Problem description: Below are the records; pull every line that includes "second".

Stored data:
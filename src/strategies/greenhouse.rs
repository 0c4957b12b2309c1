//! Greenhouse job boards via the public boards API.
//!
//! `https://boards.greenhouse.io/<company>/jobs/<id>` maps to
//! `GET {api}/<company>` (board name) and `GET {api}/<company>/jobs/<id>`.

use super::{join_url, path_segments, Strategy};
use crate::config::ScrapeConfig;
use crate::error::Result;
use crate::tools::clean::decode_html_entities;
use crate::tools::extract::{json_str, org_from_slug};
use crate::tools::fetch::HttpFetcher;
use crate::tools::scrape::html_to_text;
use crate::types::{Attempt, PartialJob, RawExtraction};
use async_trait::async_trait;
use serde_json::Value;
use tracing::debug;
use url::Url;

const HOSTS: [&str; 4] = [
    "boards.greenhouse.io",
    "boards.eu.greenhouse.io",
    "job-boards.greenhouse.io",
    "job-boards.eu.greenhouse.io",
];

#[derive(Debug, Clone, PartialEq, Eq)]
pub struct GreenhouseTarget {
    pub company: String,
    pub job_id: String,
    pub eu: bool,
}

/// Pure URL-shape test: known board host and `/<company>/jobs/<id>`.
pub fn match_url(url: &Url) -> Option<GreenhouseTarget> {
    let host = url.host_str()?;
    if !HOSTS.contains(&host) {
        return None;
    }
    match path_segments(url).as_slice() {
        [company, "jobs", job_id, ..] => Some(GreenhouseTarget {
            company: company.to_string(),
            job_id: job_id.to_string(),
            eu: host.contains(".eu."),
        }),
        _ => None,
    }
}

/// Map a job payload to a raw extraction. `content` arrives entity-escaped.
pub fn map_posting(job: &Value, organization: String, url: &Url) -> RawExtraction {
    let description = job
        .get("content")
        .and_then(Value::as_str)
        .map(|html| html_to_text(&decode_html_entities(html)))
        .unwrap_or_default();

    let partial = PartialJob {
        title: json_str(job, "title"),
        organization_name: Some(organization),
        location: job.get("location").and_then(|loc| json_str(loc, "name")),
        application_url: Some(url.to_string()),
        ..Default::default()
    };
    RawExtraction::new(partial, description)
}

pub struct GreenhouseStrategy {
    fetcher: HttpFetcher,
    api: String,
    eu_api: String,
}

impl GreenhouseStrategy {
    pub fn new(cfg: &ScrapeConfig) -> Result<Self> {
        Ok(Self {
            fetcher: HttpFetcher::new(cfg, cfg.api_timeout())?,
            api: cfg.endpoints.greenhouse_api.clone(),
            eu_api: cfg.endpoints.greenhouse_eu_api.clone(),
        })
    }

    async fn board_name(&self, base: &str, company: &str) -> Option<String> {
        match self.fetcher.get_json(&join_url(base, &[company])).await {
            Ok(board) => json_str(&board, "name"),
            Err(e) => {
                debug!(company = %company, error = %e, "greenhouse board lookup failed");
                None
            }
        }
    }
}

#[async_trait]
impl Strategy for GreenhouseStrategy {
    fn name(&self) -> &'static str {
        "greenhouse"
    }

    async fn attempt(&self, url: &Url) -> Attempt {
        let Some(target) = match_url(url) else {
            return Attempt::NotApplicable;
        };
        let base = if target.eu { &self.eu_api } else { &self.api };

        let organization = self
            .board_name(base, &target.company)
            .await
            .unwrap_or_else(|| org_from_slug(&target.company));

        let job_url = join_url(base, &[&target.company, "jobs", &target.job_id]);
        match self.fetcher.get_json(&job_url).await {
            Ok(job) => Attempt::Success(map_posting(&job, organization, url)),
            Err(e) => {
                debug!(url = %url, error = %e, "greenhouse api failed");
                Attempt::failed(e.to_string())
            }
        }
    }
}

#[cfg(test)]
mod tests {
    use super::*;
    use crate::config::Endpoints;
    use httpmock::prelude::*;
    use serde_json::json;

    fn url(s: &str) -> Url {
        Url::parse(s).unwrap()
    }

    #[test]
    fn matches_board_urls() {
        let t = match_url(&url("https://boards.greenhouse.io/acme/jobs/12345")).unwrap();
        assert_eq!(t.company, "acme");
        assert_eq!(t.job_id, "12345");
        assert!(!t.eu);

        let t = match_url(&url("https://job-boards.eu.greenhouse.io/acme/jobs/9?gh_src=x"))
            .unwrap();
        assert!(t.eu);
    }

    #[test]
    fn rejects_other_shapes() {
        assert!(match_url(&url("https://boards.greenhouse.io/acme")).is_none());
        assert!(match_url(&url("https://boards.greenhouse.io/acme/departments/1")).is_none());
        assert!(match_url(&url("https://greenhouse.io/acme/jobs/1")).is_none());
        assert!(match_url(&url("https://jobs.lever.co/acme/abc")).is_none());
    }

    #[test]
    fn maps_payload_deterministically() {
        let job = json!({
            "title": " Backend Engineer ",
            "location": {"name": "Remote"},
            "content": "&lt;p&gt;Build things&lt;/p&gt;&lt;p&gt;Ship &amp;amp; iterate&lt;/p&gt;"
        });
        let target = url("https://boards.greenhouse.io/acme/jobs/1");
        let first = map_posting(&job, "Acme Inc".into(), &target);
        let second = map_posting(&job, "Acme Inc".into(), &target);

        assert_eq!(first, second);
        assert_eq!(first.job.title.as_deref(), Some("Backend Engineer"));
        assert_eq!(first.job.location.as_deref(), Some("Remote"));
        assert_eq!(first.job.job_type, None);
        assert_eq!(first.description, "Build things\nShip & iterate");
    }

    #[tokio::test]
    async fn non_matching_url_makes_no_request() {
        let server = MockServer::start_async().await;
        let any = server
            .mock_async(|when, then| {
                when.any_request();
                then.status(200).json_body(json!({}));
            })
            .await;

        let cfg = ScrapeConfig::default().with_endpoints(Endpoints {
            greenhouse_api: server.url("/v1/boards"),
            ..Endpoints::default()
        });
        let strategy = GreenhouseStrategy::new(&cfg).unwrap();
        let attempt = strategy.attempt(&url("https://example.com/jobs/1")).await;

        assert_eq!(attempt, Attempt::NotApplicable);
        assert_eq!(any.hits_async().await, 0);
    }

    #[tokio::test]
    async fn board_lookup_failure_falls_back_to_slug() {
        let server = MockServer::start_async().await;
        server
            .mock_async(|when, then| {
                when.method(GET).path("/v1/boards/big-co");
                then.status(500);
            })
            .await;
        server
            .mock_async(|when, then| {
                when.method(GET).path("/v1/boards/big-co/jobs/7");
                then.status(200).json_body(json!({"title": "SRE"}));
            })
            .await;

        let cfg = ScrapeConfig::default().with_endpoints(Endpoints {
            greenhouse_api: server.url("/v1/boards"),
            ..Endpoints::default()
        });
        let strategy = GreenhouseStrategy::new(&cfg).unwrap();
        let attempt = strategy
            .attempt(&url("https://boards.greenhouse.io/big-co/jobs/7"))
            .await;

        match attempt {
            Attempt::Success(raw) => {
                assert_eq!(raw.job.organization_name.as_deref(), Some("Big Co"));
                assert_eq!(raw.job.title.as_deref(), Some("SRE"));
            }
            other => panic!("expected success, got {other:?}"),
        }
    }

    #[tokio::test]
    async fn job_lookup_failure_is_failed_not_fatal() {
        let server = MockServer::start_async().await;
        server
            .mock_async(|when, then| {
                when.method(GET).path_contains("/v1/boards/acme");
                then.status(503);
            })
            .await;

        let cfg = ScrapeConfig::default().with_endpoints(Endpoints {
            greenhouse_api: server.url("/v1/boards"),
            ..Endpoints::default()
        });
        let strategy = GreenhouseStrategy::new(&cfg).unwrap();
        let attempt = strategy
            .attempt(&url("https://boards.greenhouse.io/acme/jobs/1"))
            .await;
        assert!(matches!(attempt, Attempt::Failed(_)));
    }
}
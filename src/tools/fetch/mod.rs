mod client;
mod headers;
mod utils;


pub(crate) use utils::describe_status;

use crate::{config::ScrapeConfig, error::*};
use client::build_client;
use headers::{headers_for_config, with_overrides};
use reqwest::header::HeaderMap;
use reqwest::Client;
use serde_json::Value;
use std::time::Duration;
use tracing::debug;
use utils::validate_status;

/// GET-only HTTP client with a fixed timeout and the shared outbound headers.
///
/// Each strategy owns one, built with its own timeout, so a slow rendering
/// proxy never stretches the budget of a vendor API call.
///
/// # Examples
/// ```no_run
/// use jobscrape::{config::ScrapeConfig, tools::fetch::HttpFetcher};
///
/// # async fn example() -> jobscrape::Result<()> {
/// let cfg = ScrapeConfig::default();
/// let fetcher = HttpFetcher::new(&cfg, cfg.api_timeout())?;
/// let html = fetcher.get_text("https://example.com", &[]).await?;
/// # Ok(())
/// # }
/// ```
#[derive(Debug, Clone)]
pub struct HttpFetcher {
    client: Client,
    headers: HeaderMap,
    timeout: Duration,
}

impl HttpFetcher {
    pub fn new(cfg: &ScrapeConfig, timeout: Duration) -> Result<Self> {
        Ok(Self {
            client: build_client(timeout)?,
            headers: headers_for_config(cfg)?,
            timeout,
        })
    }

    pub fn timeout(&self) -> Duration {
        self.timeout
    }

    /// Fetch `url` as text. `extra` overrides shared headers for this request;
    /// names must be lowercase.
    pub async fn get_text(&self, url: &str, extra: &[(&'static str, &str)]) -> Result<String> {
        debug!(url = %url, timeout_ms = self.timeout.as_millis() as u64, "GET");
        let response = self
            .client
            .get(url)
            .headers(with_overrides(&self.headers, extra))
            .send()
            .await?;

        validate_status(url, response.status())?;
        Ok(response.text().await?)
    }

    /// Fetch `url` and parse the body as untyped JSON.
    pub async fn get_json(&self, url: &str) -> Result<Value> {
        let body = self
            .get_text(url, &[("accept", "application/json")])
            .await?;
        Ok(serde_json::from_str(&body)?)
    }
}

--

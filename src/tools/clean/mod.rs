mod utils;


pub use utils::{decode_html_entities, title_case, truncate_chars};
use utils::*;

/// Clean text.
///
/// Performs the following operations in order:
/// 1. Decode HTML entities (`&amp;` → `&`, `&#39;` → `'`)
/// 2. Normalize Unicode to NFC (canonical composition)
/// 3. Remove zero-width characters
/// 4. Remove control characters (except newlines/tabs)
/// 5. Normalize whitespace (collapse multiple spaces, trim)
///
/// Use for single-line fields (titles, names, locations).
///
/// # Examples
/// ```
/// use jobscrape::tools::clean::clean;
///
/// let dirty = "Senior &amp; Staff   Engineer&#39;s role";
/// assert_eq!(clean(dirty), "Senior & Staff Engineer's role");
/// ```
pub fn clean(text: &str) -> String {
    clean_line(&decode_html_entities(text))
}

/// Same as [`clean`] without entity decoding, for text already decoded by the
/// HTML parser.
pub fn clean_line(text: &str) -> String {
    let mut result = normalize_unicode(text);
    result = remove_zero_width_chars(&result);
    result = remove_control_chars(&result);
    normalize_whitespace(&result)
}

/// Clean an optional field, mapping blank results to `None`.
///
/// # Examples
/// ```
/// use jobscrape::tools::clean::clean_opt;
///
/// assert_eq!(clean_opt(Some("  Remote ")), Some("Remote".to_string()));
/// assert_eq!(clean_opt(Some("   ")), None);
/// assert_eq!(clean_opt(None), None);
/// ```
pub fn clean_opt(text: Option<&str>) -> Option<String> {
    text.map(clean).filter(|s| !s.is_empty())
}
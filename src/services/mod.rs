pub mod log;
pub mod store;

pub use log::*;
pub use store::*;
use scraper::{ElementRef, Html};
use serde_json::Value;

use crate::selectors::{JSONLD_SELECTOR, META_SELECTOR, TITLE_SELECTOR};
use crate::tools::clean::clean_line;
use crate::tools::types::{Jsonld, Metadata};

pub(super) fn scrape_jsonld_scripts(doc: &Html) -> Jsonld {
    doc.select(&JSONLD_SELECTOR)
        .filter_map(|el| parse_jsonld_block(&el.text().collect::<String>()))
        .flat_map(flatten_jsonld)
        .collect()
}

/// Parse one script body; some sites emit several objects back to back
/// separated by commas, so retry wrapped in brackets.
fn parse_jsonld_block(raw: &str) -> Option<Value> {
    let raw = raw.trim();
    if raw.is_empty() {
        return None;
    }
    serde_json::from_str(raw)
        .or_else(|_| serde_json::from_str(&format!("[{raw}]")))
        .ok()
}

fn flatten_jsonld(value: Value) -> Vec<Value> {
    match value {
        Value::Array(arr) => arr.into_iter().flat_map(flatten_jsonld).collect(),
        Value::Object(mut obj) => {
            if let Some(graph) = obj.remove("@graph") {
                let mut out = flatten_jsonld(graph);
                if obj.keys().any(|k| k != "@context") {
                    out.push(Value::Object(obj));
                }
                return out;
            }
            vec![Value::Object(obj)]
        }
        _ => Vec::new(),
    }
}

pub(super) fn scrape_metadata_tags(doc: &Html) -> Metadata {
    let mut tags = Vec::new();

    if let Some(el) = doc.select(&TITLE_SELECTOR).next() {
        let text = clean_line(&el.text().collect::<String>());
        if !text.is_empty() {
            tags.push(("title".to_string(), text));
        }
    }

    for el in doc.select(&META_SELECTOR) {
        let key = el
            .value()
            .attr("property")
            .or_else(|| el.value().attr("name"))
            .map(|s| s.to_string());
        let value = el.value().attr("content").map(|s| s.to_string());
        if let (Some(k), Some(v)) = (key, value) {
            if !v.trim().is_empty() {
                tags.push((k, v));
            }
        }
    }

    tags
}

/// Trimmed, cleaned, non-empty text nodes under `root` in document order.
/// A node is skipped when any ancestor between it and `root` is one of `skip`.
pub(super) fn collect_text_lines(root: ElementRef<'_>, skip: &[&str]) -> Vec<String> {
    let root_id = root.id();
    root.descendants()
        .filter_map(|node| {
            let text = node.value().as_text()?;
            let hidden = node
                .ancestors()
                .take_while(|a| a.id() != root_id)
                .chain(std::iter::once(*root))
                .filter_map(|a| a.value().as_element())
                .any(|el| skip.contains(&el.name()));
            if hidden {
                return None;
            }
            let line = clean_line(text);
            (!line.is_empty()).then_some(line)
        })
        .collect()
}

Response to this exercise:
        let second = map_posting(&job, "Acme Inc".into(), &target);
        assert_eq!(first, second);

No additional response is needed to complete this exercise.